In TCGA cohort, median OS (mOS) was 7 months in the FLT3^high/NPM1^low group vs. 28.1 months in the FLT3^low/NPM1^high group with a hazard ratio (HR) for death of 7.55 (95% CI 2.56-22.3, p=0.0003). Consistently, in OHSU cohort, mOS was 8.3 months in the FLT3^high/NPM1^low group vs. 48.4 months in the FLT3^low/NPM1^high group with an HR for death of 4.20 (95% CI 1.73-10.2, p=0.0015). In both cohorts, mOS of FLT3^high/NPM1^high and FLT3^low/NPM1^low groups were superior to FLT3^high/NPM1^low group, but inferior to FLT3^low/NPM1^high group. The differential OS associated with differential expression of FLT3 and NPM1 was observed even within each cytogenetics-based risk class. For example, patients in the ELN2017 “intermediate” risk class with FLT3^high/NPM1^low exhibited HR for death of 6.99 (95% CI 0.90-54.3, p=0.06), in the OHSU cohort. Differential OS between FLT3^high/NPM1^low and FLT3^low/NPM1^high groups was not associated with TP53 mutation. No significant difference in OS was noted in TP53^high group compared to that of TP53^low group, HR for death of 0.73 (95% CI 0.47-1.13, p=0.16) in TCGA and HR for death of 0.88 (95% CI 0.54-1.43, p=0.61) in the OHSU cohorts. Cox proportional hazard regression analyses revealed male vs. female gender as an additional independent prognostic factor (HR for death 2.809; 95% CI 1.380-6.337, p=0.007), although this was seen only in the OHSU cohort.

Conclusion:

FLT3 and NPM1 transcript level-dependent differential OS even within the established cytogenetics-based risk classes (e.g., ELN) suggest that FLT3 and NPM1 transcriptional profile may represent a global oncogenic state regardless of the underlying genotypic or cytogenetic characteristics. A variety of approaches have been proposed to differentiate RNA-Seq transcript levels into “high” vs. “low”, although there is no consensus to date. In this study, a sample median-based dichotomization approach was used, and our findings were reproducible across two independent datasets. Our findings suggest that the bone marrow FLT3 and NPM1 transcript level may provide supplementary guidance to de novo AML risk stratification strategies when combined with the traditional ELN prognostication guidelines.

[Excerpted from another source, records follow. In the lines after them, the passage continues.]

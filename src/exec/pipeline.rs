use std::collections::HashMap;
use std::path::PathBuf;
use std::time::Duration;

use log::{debug, info, warn};
use tokio::sync::{mpsc, watch};
use tokio::task::JoinHandle;

use crate::exec::cleanup;
use crate::exec::process::{OutputSource, ShellProcess};

/// How long a terminated process gets to exit before the hard kill
const KILL_GRACE: Duration = Duration::from_millis(500);

/// One entry in an execution batch: a display name plus the final rendered
/// command string (and the environment/cwd it runs with).
#[derive(Debug, Clone, Default)]
pub struct ExecutionStep {
    pub name: String,
    pub command: String,
    pub env: HashMap<String, String>,
    pub cwd: PathBuf,
}

impl ExecutionStep {
    #[must_use]
    pub fn new(name: impl Into<String>, command: impl Into<String>) -> Self {
        ExecutionStep {
            name: name.into(),
            command: command.into(),
            ..Default::default()
        }
    }
}

/// Progress notifications delivered to the execution listener
#[derive(Debug, Clone)]
pub enum RunEvent {
    StepStarted {
        index: usize,
        name: String,
        command: String,
    },
    StepOutput {
        index: usize,
        source: OutputSource,
        line: String,
    },
    /// The step's process could not be started at all
    StepSpawnFailed { index: usize, message: String },
    StepFinished { index: usize, exit_code: i32 },
    RunFinished(RunOutcome),
}

/// Terminal state of a batch run
#[derive(Debug, Clone, PartialEq, Eq)]
pub enum RunOutcome {
    Completed,
    /// A step exited non-zero; `unexecuted` steps after it never ran
    StoppedOnError {
        index: usize,
        exit_code: i32,
        unexecuted: usize,
    },
    /// A stop request ended the run; the interrupted step counts as
    /// unexecuted
    StoppedByUser { unexecuted: usize },
}

impl RunOutcome {
    #[must_use]
    pub fn success(&self) -> bool {
        matches!(self, RunOutcome::Completed)
    }
}

/// Drives batches of steps, one subprocess at a time.
///
/// `execute` starts a batch in the background; `request_stop` cancels it;
/// `wait` joins the in-flight batch. Starting a new batch while one is
/// running cancels and awaits the old one first, so at most one process is
/// ever alive.
pub struct Runner {
    stop_tx: watch::Sender<bool>,
    current: Option<JoinHandle<RunOutcome>>,
    cleanup_stale: bool,
}

impl Default for Runner {
    fn default() -> Self {
        Self::new()
    }
}

impl Runner {
    #[must_use]
    pub fn new() -> Self {
        Runner {
            stop_tx: watch::channel(false).0,
            current: None,
            cleanup_stale: true,
        }
    }

    /// Disable the pre-batch stale-process sweep (used by tests)
    #[must_use]
    pub fn without_stale_cleanup(mut self) -> Self {
        self.cleanup_stale = false;
        self
    }

    /// Begin executing a batch of steps. No-op for an empty batch.
    ///
    /// Any still-running previous batch is stopped and awaited first, then
    /// the stop flag is reset and execution starts at index 0.
    pub async fn execute(&mut self, steps: Vec<ExecutionStep>, events: mpsc::Sender<RunEvent>) {
        if steps.is_empty() {
            debug!("Empty batch, nothing to execute");
            return;
        }
        if let Some(handle) = self.current.take() {
            if !handle.is_finished() {
                info!("Cancelling previous run before starting a new one");
                let _ = self.stop_tx.send(true);
            }
            let _ = handle.await;
        }

        if self.cleanup_stale {
            cleanup::kill_stale_processes(&steps);
        }

        let (stop_tx, stop_rx) = watch::channel(false);
        self.stop_tx = stop_tx;
        self.current = Some(tokio::spawn(run_batch(steps, events, stop_rx)));
    }

    /// Request the current batch to stop. The active process group is
    /// terminated and remaining steps are not started.
    pub fn request_stop(&self) {
        info!("Stop requested");
        let _ = self.stop_tx.send(true);
    }

    /// Wait for the in-flight batch to finish, returning its outcome.
    /// Returns `None` when nothing is running.
    pub async fn wait(&mut self) -> Option<RunOutcome> {
        match self.current.take() {
            Some(handle) => handle.await.ok(),
            None => None,
        }
    }

    #[must_use]
    pub fn is_running(&self) -> bool {
        self.current.as_ref().is_some_and(|h| !h.is_finished())
    }
}

async fn finish(events: &mpsc::Sender<RunEvent>, outcome: RunOutcome) -> RunOutcome {
    if let RunOutcome::StoppedOnError {
        index,
        exit_code,
        unexecuted,
    } = &outcome
    {
        warn!("Step {index} failed with code {exit_code}; {unexecuted} steps not run");
    }
    let _ = events.send(RunEvent::RunFinished(outcome.clone())).await;
    outcome
}

async fn run_batch(
    steps: Vec<ExecutionStep>,
    events: mpsc::Sender<RunEvent>,
    mut stop_rx: watch::Receiver<bool>,
) -> RunOutcome {
    let total = steps.len();
    for (index, step) in steps.iter().enumerate() {
        // Stop requests are honored between steps...
        if *stop_rx.borrow_and_update() {
            return finish(
                &events,
                RunOutcome::StoppedByUser {
                    unexecuted: total - index,
                },
            )
            .await;
        }

        info!("Executing step {}/{}: {}", index + 1, total, step.name);
        let _ = events
            .send(RunEvent::StepStarted {
                index,
                name: step.name.clone(),
                command: step.command.clone(),
            })
            .await;

        let mut process = match ShellProcess::spawn(&step.command, &step.env, &step.cwd) {
            Ok(process) => process,
            Err(e) => {
                let _ = events
                    .send(RunEvent::StepSpawnFailed {
                        index,
                        message: e.to_string(),
                    })
                    .await;
                return finish(
                    &events,
                    RunOutcome::StoppedOnError {
                        index,
                        exit_code: -1,
                        unexecuted: total - index - 1,
                    },
                )
                .await;
            }
        };

        // ...and mid-step, where they kill the active process group.
        let mut stop_closed = false;
        let exit_code = loop {
            tokio::select! {
                maybe_line = process.next_line() => match maybe_line {
                    Some(line) => {
                        let _ = events.send(RunEvent::StepOutput {
                            index,
                            source: line.source,
                            line: line.text,
                        }).await;
                    }
                    // Both pipes closed: the step is done (or moments away)
                    None => match process.wait().await {
                        Ok(code) => break code,
                        Err(e) => {
                            warn!("Failed to collect exit status: {e:?}");
                            break -1;
                        }
                    },
                },
                changed = stop_rx.changed(), if !stop_closed => {
                    if changed.is_err() {
                        stop_closed = true;
                    } else if *stop_rx.borrow_and_update() {
                        process.terminate(KILL_GRACE).await;
                        return finish(&events, RunOutcome::StoppedByUser {
                            unexecuted: total - index,
                        }).await;
                    }
                }
            }
        };

        let _ = events
            .send(RunEvent::StepFinished { index, exit_code })
            .await;

        if exit_code != 0 {
            return finish(
                &events,
                RunOutcome::StoppedOnError {
                    index,
                    exit_code,
                    unexecuted: total - index - 1,
                },
            )
            .await;
        }
    }

    finish(&events, RunOutcome::Completed).await
}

As an example, patients at ELN “intermediate” risk with FLT3^low/NPM1^high who are clinically suboptimal for consolidative allogeneic stem cell transplantation may defer this option without significantly compromising their survival outcome. Prospective validation study would be warranted.

No relevant conflicts of interest to declare.